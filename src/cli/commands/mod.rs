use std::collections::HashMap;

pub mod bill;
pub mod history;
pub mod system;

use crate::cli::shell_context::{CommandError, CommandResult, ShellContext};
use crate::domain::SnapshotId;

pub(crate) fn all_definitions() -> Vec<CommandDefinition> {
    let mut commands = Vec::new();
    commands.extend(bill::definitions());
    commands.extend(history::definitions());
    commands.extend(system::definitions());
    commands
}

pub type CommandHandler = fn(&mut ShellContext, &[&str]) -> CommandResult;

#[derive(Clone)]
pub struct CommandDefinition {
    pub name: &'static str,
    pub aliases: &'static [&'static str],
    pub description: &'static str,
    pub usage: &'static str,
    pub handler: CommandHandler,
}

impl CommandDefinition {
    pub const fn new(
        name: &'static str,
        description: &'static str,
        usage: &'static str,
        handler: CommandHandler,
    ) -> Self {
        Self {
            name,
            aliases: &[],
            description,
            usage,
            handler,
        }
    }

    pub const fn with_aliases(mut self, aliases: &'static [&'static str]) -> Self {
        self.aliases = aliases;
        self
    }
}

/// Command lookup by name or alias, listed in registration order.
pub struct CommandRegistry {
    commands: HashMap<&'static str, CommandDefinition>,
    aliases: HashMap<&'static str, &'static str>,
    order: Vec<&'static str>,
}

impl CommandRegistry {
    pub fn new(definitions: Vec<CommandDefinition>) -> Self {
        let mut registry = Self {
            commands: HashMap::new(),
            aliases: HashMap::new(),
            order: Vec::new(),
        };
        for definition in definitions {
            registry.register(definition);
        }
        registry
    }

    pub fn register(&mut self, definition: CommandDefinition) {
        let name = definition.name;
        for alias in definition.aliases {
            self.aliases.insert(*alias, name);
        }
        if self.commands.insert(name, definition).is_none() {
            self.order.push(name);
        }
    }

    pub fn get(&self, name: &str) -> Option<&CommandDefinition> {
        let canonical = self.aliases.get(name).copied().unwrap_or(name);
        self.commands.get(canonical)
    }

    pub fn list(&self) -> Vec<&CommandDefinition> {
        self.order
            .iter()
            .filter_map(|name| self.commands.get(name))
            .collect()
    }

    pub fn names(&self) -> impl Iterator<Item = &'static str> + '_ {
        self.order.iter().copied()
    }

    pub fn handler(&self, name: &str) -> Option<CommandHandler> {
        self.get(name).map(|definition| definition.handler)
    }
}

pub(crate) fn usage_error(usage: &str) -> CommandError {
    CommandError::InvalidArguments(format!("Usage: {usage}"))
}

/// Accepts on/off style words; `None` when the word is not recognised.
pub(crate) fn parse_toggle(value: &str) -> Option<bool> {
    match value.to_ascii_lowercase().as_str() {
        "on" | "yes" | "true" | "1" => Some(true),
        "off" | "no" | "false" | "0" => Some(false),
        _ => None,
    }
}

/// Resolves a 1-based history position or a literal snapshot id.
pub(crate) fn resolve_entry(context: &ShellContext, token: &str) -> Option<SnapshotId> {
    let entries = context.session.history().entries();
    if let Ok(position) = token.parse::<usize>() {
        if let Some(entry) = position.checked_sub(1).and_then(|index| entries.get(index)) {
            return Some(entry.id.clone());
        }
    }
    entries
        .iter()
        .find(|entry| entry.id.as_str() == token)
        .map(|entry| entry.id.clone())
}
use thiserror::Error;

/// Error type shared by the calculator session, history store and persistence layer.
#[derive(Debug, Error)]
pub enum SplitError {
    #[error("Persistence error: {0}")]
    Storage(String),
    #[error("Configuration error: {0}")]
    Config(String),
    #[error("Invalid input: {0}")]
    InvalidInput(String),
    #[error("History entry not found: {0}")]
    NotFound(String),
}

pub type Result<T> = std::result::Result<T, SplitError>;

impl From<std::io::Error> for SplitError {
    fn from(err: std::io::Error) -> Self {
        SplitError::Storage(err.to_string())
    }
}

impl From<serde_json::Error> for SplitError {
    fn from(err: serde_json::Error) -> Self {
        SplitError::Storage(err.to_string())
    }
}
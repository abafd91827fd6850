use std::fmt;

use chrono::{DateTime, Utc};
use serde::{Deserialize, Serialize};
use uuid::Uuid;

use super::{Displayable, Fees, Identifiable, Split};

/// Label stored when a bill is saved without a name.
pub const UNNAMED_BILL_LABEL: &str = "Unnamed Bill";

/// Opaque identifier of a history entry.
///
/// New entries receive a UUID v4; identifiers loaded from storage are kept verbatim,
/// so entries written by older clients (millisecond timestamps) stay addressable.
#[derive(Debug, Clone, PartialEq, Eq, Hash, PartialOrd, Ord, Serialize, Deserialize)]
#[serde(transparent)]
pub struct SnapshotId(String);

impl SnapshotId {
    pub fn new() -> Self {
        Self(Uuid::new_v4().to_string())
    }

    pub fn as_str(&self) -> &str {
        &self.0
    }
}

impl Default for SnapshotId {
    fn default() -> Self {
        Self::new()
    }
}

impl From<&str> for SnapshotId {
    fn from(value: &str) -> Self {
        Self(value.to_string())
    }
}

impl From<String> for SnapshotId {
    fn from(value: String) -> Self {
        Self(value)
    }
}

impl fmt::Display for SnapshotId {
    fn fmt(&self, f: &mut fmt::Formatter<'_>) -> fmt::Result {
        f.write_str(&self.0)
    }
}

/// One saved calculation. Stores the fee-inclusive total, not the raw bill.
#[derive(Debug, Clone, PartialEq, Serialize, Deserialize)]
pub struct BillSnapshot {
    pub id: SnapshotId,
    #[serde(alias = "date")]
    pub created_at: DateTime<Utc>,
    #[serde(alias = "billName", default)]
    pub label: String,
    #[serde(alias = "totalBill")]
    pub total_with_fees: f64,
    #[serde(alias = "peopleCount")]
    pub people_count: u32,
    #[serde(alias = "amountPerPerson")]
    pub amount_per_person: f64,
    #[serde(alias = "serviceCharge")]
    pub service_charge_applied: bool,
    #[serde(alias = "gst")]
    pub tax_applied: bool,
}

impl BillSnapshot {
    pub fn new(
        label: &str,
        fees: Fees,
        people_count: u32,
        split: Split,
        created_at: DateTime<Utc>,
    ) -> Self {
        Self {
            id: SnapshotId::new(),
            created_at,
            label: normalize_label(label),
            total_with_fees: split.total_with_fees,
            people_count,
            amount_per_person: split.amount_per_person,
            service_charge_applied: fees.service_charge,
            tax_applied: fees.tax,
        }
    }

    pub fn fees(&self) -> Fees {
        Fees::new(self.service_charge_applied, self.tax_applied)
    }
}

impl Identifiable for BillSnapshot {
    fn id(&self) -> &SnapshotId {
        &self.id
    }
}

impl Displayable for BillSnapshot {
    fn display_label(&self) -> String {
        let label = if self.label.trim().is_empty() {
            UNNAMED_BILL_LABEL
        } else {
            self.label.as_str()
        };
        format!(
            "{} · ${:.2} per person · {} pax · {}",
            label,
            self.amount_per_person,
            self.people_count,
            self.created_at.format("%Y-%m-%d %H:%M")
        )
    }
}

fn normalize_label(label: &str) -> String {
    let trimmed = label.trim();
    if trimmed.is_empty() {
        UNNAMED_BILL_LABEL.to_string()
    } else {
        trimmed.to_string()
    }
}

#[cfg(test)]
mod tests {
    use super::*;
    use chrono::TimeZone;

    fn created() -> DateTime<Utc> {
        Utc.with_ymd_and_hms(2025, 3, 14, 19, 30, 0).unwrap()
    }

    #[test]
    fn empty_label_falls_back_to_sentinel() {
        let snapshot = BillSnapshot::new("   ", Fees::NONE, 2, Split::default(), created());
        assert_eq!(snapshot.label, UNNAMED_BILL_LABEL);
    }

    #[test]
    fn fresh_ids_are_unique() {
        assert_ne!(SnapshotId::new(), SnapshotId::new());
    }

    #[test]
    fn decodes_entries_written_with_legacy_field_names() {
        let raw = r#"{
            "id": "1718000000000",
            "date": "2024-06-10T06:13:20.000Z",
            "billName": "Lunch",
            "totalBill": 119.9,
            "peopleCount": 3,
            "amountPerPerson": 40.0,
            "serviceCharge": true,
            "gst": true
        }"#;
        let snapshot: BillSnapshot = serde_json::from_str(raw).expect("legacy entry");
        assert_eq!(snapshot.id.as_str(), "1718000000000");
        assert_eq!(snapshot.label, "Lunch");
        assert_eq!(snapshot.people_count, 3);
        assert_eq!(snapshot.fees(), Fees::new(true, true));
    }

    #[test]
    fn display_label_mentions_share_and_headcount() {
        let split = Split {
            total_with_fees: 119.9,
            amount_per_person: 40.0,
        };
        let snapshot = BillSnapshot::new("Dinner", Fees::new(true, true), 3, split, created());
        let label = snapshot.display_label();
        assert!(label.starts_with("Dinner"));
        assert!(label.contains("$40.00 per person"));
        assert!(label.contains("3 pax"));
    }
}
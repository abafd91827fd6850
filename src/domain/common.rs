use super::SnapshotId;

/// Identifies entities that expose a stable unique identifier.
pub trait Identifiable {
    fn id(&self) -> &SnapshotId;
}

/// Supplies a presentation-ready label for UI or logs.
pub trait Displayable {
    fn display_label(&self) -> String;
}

*PROBLEM TO SOLVE*:
Where a line of the material above holds the string "filename", copy that line.

*RESPONSE TO THIS TASK*:
filename src/cli/commands/mod.rs
filename src/domain/common.rs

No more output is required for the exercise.